[Saved entries]
((

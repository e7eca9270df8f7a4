//! # compute 子命令 CLI 定义
//!
//! 粒子可由尺寸参数直接给出，也可由波长、半径和介质折射率给出。
//!
//! ## 依赖关系
//! - 被 `cli/mod.rs` 使用
//! - 参数传递给 `commands/compute.rs`

use clap::Args;

/// compute 子命令参数
#[derive(Args, Debug)]
pub struct ComputeArgs {
    /// Size parameter x = 2π r n_medium / λ
    #[arg(short = 'x', long, conflicts_with_all = ["wavelength", "radius"])]
    pub size_parameter: Option<f64>,

    /// Vacuum wavelength in nm (used with --radius)
    #[arg(short, long, requires = "radius")]
    pub wavelength: Option<f64>,

    /// Particle radius in nm (used with --wavelength)
    #[arg(short, long, requires = "wavelength")]
    pub radius: Option<f64>,

    /// Refractive index of the surrounding medium (real)
    #[arg(long, default_value_t = 1.0)]
    pub medium: f64,

    /// Complex refractive index, e.g. "1.5+0.01i". Relative when --size-parameter is given,
    /// otherwise the particle index divided by --medium
    #[arg(short, long)]
    pub index: String,

    /// Override the series truncation order
    #[arg(long)]
    pub n_max: Option<usize>,

    /// Print the Mie coefficients a_n and b_n
    #[arg(long, default_value_t = false)]
    pub coefficients: bool,
}
//! # Riccati-Bessel 函数与对数导数
//!
//! Mie 系数所需的特殊函数，全部以显式下标循环写入预分配缓冲区。
//!
//! ## 递推方案
//! - D_n(mx) = ψ_n'(mx)/ψ_n(mx)：向下递推
//!   D_{n-1} = n/z - 1/(D_n + n/z)，起点种子 D_start = 0。
//!   对复宗量向上递推发散，必须向下。
//! - ψ_n(x)：Miller 向下递推 ψ_{n-1} = (2n+1)/x·ψ_n - ψ_{n+1}，
//!   再以 ψ_0 = sin x 或 ψ_1 = sin x/x - cos x 归一化（取模较大者）。
//! - χ_n(x)：向上递推（增长解，向上稳定），χ_0 = cos x,
//!   χ_1 = cos x/x + sin x。ξ_n = ψ_n - iχ_n。
//!
//! ## 参考
//! Bohren & Huffman, *Absorption and Scattering of Light by Small Particles* (1983), §4.8
//!
//! ## 依赖关系
//! - 被 `mie/coefficients.rs` 调用
//! - 使用 `mie/series.rs` 的起点规则

use crate::mie::series;

use num_complex::Complex64;

/// 向下递推中防止溢出的重标定阈值
const RESCALE_THRESHOLD: f64 = 1e200;

/// 计算 D_n(z)，n = 0..=n_max
///
/// `start` 为向下递推起始阶，必须不小于 `n_max`。
pub fn log_derivative(z: Complex64, n_max: usize, start: usize) -> Vec<Complex64> {
    let start = start.max(n_max);
    let mut d = vec![Complex64::new(0.0, 0.0); start + 1];

    for n in (1..=start).rev() {
        let ratio = n as f64 / z;
        d[n - 1] = ratio - 1.0 / (d[n] + ratio);
    }

    d.truncate(n_max + 1);
    d
}

/// 计算 ψ_n(x)，n = 0..=n_max（Miller 向下递推）
pub fn riccati_psi(x: f64, n_max: usize) -> Vec<f64> {
    let start = series::downward_start(n_max, x);
    let mut p = vec![0.0; start + 2];
    p[start] = 1.0;

    for n in (1..=start).rev() {
        p[n - 1] = (2 * n + 1) as f64 / x * p[n] - p[n + 1];

        if p[n - 1].abs() > RESCALE_THRESHOLD {
            for v in p[n - 1..].iter_mut() {
                *v /= RESCALE_THRESHOLD;
            }
        }
    }

    let psi0 = x.sin();
    let psi1 = x.sin() / x - x.cos();
    let scale = if psi0.abs() >= psi1.abs() {
        psi0 / p[0]
    } else {
        psi1 / p[1]
    };

    p.truncate(n_max + 1);
    for v in p.iter_mut() {
        *v *= scale;
    }
    p
}

/// 计算 χ_n(x)，n = 0..=n_max（向上递推）
pub fn riccati_chi(x: f64, n_max: usize) -> Vec<f64> {
    let mut c = vec![0.0; n_max + 1];
    c[0] = x.cos();
    if n_max >= 1 {
        c[1] = x.cos() / x + x.sin();
    }
    for n in 1..n_max {
        c[n + 1] = (2 * n + 1) as f64 / x * c[n] - c[n - 1];
    }
    c
}

/// 计算 ξ_n(x) = ψ_n(x) - iχ_n(x)，n = 0..=n_max
pub fn riccati_xi(psi: &[f64], chi: &[f64]) -> Vec<Complex64> {
    psi.iter()
        .zip(chi.iter())
        .map(|(&p, &c)| Complex64::new(p, -c))
        .collect()
}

))

* _WHAT TO DO_: After locating the line that contains "(used with --wavelength)", please copy exactly every line from the start of the records through it, and nothing else.

* _EXPECTED ANSWER_:
repository e7eca9270df8f7a4
//! # compute 子命令 CLI 定义
//!
//! 粒子可由尺寸参数直接给出，也可由波长、半径和介质折射率给出。
//!
//! ## 依赖关系
//! - 被 `cli/mod.rs` 使用
//! - 参数传递给 `commands/compute.rs`

use clap::Args;

/// compute 子命令参数
#[derive(Args, Debug)]
pub struct ComputeArgs {
    /// Size parameter x = 2π r n_medium / λ
    #[arg(short = 'x', long, conflicts_with_all = ["wavelength", "radius"])]
    pub size_parameter: Option<f64>,

    /// Vacuum wavelength in nm (used with --radius)
    #[arg(short, long, requires = "radius")]
    pub wavelength: Option<f64>,

    /// Particle radius in nm (used with --wavelength)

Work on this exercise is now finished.